One excellent source of retirement income is dividends.

Someone in a blue jacket is smiling at the camera.
Image source: Getty Images.

Why dividends?

Dividends are terrific for multiple reasons. For example:

  • Healthy and growing dividend-paying stocks will tend to increase their payouts over time. So if one pays you, say, $1.50 per share today, it might be paying you $4.00 per share in 15 years.

  • Healthy and growing dividend-paying companies will likely have stock prices that appreciate at a good clip over time, so shareholders get rewarded by stock-price growth, dividend income, and dividend growth.

  • Having a significant portion of your portfolio devoted to dividend payers can generate more income than you might imagine. If, for example, you have $400,000 in such companies with an overall average dividend yield of 3%, you're looking at $12,000 in annual income -- about $1,000 per month, on average.

  • You can not only enjoy significant dividend income, but you won't have to sell off any of your portfolio in order to receive it. Your portfolio will just keep receiving infusions of cash.

  • Retirees might use that cash for living expenses. If the dividends are in a pre-retirement portfolio, those dividends can be reinvested in additional shares of stock, which will then start delivering dividend payments of their own.

Are you starting to feel giddy about the power of dividends now? Great! Here's one more tidbit to digest: Dividend-paying companies are not wimpy compromises you might invest in instead of growth stocks. They actually tend to perform well!

Check out the table below, adapted from a Hartford Funds report:

Dividend-Paying Status

Average Annual Total Return, 1973-2022

Dividend growers and initiators

10.24%

Dividend payers

9.18%

No change in dividend policy

6.60%

Dividend non-payers

(0.60%)

Dividend shrinkers and eliminators

3.95%

Data source: Ned Davis Research and Hartford Funds.

Dividend-focused ETFs are great retirement investments

So now that you're revved up about dividend-paying stocks, should you rush out and buy some? Well, sure. If you're comfortable studying and selecting individual stocks, go right ahead. But if you're not, and even if you could, consider opting for ETFs (exchange-traded funds) -- instead of or in addition to individual stocks.

Below are nine ETFs that offer income. The first eight focus on income, while the last is a simple S&P 500 index fund. It's there for comparison purposes -- and also because it's a darn fine ETF for anyone to consider.

ETF

Recent Yield

5-Year Avg. Annual Return

10-Year Avg.
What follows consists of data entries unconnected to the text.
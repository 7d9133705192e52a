//! Error types for message bus adapters.

use std::time::Duration;
use thiserror::Error;

#[derive(Error, Debug, Clone)]
pub enum BusError {
    // Connection lifecycle
    #[error("Connection refused by broker at {url}: {reason}")]
    ConnectionRefused { url: String, reason: String },

    #[error("Broker at {url} reached its connection limit: {reason}")]
    ResourceExhausted { url: String, reason: String },

    #[error("Connection backoff active for {url}, retry in {retry_in_secs}s")]
    BackoffActive { url: String, retry_in_secs: u64 },

    // Runtime failures
    #[error("Transient broker error on {topic}: {reason}")]
    Transient { topic: String, reason: String },

    #[error("Failed to serialize message for {topic}: {reason}")]
    Serialization { topic: String, reason: String },

    #[error("Malformed message {message_id} on {topic}: {reason}")]
    MalformedMessage {
        topic: String,
        message_id: String,
        reason: String,
    },

    #[error("Unknown subscription: {id}")]
    UnknownSubscription { id: String },

    #[error("Bus adapter is closed")]
    Closed,

    #[error("Unsupported bus operation: {0}")]
    Unsupported(String),
}

impl BusError {
    /// Whether a caller may retry the operation later.
    pub fn is_retryable(&self) -> bool {
        matches!(
            self,
            BusError::ConnectionRefused { .. }
                | BusError::ResourceExhausted { .. }
                | BusError::BackoffActive { .. }
                | BusError::Transient { .. }
        )
    }

    /// Suggested wait before retrying, when the error carries one.
    pub fn retry_after(&self) -> Option<Duration> {
        match self {
            BusError::BackoffActive { retry_in_secs, .. } => {
                Some(Duration::from_secs(*retry_in_secs))
            }
            _ => None,
        }
    }

    pub fn transient(topic: &str, reason: impl ToString) -> Self {
        BusError::Transient {
            topic: topic.to_string(),
            reason: reason.to_string(),
        }
    }
}

pub type BusResult<T> = std::result::Result<T, BusError>;

#[cfg(test)]
mod tests {
    use super::*;

    #[test]
    fn test_backoff_display_includes_retry_hint() {
        let error = BusError::BackoffActive {
            url: "redis://localhost:6379".to_string(),
            retry_in_secs: 42,
        };
        assert_eq!(
            error.to_string(),
            "Connection backoff active for redis://localhost:6379, retry in 42s"
        );
        assert_eq!(error.retry_after(), Some(Duration::from_secs(42)));
        assert!(error.is_retryable());
    }

    #[test]
    fn test_malformed_is_not_retryable() {
        let error = BusError::MalformedMessage {
            topic: "audio".to_string(),
            message_id: "1-0".to_string(),
            reason: "missing data field".to_string(),
        };
        assert!(!error.is_retryable());
        assert!(error.retry_after().is_none());
    }
}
Annual Return

iShares Preferred & Income Securities ETF (NASDAQ: PFF)

6.36%

2.29%

3.44%

SPDR Portfolio S&P 500 High Dividend ETF (NYSEMKT: SPYD)

4.39%

7.59%

N/A

Schwab U.S. Dividend Equity ETF (NYSEMKT: SCHD)

3.72%

12.48%

11.52%

iShares US Real Estate ETF (NYSEMKT: IYR)

3.12%

3.89%

6.06%

Vanguard High Dividend Yield ETF (NYSEMKT: VYM)

2.85%

10.24%

9.78%

SPDR S&P Dividend ETF (NYSEMKT: SDY)

2.41%

8.55%

9.85%

iShares Core Dividend Growth ETF (NYSEMKT: DGRO)

2.38%

11.58%

11.83%

Vanguard Dividend Appreciation ETF (NYSEMKT: VIG)

1.76%

11.63%

11.56%

Vanguard S&P 500 ETF (NYSEMKT: VOO)

1.27%

14.34%

12.71%

Source: Morningstar.com, as of July 31, 2024.
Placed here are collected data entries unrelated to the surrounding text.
#[async_trait]
impl StreamClient for MemoryClient {
    async fn append(
        &self,
        stream: &str,
        fields: &[(&str, &[u8])],
        max_len: usize,
    ) -> Result<String, StreamError> {
        let _line = self.line.lock().await;
        self.injected_failure()?;
        let id = {
            let mut streams = self.state.streams.lock().unwrap();
            let stream = streams.entry(stream.to_string()).or_default();
            stream.next_id += 1;
            let id = stream.next_id;
            stream.entries.push_back((
                id,
                fields
                    .iter()
                    .map(|(k, v)| (k.to_string(), v.to_vec()))
                    .collect(),
            ));
            while stream.entries.len() > max_len {
                stream.entries.pop_front();
            }
            id
        };
        self.state.appended.notify_waiters();
        Ok(entry_id(id))
    }

    async fn create_group(
        &self,
        stream: &str,
        group: &str,
        start_id: &str,
    ) -> Result<GroupStatus, StreamError> {
        let _line = self.line.lock().await;
        self.injected_failure()?;
        let mut streams = self.state.streams.lock().unwrap();
        let stream = streams.entry(stream.to_string()).or_default();
        if stream.groups.contains_key(group) {
            return Ok(GroupStatus::AlreadyExists);
        }
        let last_delivered = if start_id == "$" {
            stream.next_id
        } else {
            parse_id(start_id).unwrap_or(0)
        };
        stream.groups.insert(
            group.to_string(),
            Group {
                last_delivered,
                pending: BTreeMap::new(),
            },
        );
        Ok(GroupStatus::Created)
    }

    async fn read_group(
        &self,
        stream: &str,
        group: &str,
        consumer: &str,
        count: usize,
        block: Option<Duration>,
    ) -> Result<StreamBatch, StreamError> {
        let _line = self.line.lock().await;
        self.injected_failure()?;
        let appended = self.state.appended.notified();
        let batch = self.try_read(stream, group, consumer, count)?;
        match block {
            Some(block) if batch.is_empty() => {
                let _ = tokio::time::timeout(block, appended).await;
                self.try_read(stream, group, consumer, count)
            }
            _ => Ok(batch),
        }
    }

    async fn ack(&self, stream: &str, group: &str, ids: &[String]) -> Result<u64, StreamError> {
        let _line = self.line.lock().await;
        self.injected_failure()?;
        let mut streams = self.state.streams.lock().unwrap();
        let Some(group) = streams.get_mut(stream).and_then(|s| s.groups.get_mut(group)) else {
            return Ok(0);
        };
        let acked = ids
            .iter()
            .filter_map(|id| parse_id(id))
            .filter(|id| group.pending.remove(id).is_some())
            .count();
        Ok(acked as u64)
    }

    async fn pending(
        &self,
        stream: &str,
        group: &str,
        count: usize,
    ) -> Result<Vec<PendingEntry>, StreamError> {
        let _line = self.line.lock().await;
        self.injected_failure()?;
        let streams = self.state.streams.lock().unwrap();
        let Some(group) = streams.get(stream).and_then(|s| s.groups.get(group)) else {
            return Ok(Vec::new());
        };
        let now = Instant::now();
        Ok(group
            .pending
            .iter()
            .take(count)
            .map(|(id, p)| PendingEntry {
                id: entry_id(*id),
                consumer: p.consumer.clone(),
                idle_ms: now.duration_since(p.delivered_at).as_millis() as u64,
                deliveries: p.deliveries,
            })
            .collect())
    }

    async fn claim(
        &self,
        stream: &str,
        group: &str,
        consumer: &str,
        min_idle: Duration,
        ids: &[String],
    ) -> Result<StreamBatch, StreamError> {
        let _line = self.line.lock().await;
        self.injected_failure()?;
        let mut streams = self.state.streams.lock().unwrap();
        let Some(stream) = streams.get_mut(stream) else {
            return Ok(StreamBatch::default());
        };
        let Some(group) = stream.groups.get_mut(group) else {
            return Ok(StreamBatch::default());
        };

        let now = Instant::now();
        let mut batch = StreamBatch::default();
        for id in ids.iter().filter_map(|id| parse_id(id)) {
            let Some(pending) = group.pending.get_mut(&id) else {
                continue;
            };
            if now.duration_since(pending.delivered_at) < min_idle {
                continue;
            }
            match stream.entries.iter().find(|(entry, _)| *entry == id) {
                Some((_, fields)) => {
                    pending.consumer = consumer.to_string();
                    pending.delivered_at = now;
                    pending.deliveries += 1;
                    batch.entries.push(StreamEntry {
                        id: entry_id(id),
                        fields: fields.clone(),
                    });
                }
                None => {
                    // Trimmed away while pending
                    group.pending.remove(&id);
                    batch.skipped += 1;
                }
            }
        }
        Ok(batch)
    }
}

/// Bus settings tuned for fast tests
pub fn bus_config(group: &str, consumer: &str) -> StreamBusConfig {
    let mut config = StreamBusConfig::new(BROKER_URL, group);
    config.consumer = consumer.to_string();
    config.block = Duration::from_millis(20);
    config.transient_retry = Duration::from_millis(20);
    config.claim_min_idle = Duration::ZERO;
    config
}

pub fn stream_bus(pool: &Arc<ConnectionPool>, group: &str, consumer: &str) -> RedisStreamBus {
    RedisStreamBus::new(bus_config(group, consumer), Arc::clone(pool))
}

// ============================================================================
// Provider and sink doubles
// ============================================================================

/// Speech provider that records every chunk and replies from a script
#[derive(Default)]
pub struct ScriptedProvider {
    pub calls: Mutex<Vec<(CallContext, usize)>>,
    pub released: Mutex<Vec<String>>,
    replies: Mutex<VecDeque<Transcript>>,
    failing: AtomicBool,
    delay: Mutex<Option<Duration>>,
    release_delay: Mutex<Option<(String, Duration)>>,
}

impl ScriptedProvider {
    pub fn new() -> Arc<Self> {
        Arc::new(Self::default())
    }

    /// Queue a reply; once the queue is empty the provider answers "hello"
    pub fn reply(&self, text: &str, is_final: bool) {
        self.replies.lock().unwrap().push_back(Transcript {
            text: text.to_string(),
            confidence: Some(0.9),
            is_final,
        });
    }

    pub fn set_failing(&self, failing: bool) {
        self.failing.store(failing, Ordering::SeqCst);
    }

    pub fn set_delay(&self, delay: Duration) {
        *self.delay.lock().unwrap() = Some(delay);
    }

    /// Make `release` for one call take `delay`
    pub fn set_release_delay(&self, interaction_id: &str, delay: Duration) {
        *self.release_delay.lock().unwrap() = Some((interaction_id.to_string(), delay));
    }

    pub fn released(&self) -> Vec<String> {
        self.released.lock().unwrap().clone()
    }

    pub fn call_count(&self) -> usize {
        self.calls.lock().unwrap().len()
    }

    pub fn chunk_sizes(&self) -> Vec<usize> {
        self.calls.lock().unwrap().iter().map(|(_, n)| *n).collect()
    }
}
The funds are ranked by dividend yield, and you might want to jump into the fund with the fattest yield, but hold on. You'll see in the table that the ETFs with bigger yields tend to be somewhat slower growers than the ones with somewhat lower yields. So be sure to consider that factor. You might want to spread your dollars across several of the ETFs.

Note, too, that the numbers above shouldn't be the only ones you look at. With any fund of interest, read up more on it. For example, you might want to learn how much each fund charges annually (its "expense ratio") and how many different securities it holds:

ETF

Expense ratio

Recent number of holdings

iShares Preferred & Income Securities ETF

0.46%

439

SPDR S&P Dividend ETF

0.35%

136

iShares US Real Estate ETF

0.40%

75

Vanguard Dividend Appreciation ETF

0.06%

342

SPDR Portfolio S&P 500 High Dividend ETF

0.07%

78

Schwab U.S. Dividend Equity ETF

0.06%

103

Vanguard High Dividend Yield ETF

0.06%

556

iShares Core Dividend Growth ETF

0.08%

416

Vanguard S&P 500 ETF

0.03%

504

Here's what the expense ratio tells you: If it's, say, 0.03%, you'll pay about $3 for the year on an investment of $10,000. If it's 0.46%, you'll pay $46. In general, the lower the fee, the better, though, of course, some funds are worth their higher fees.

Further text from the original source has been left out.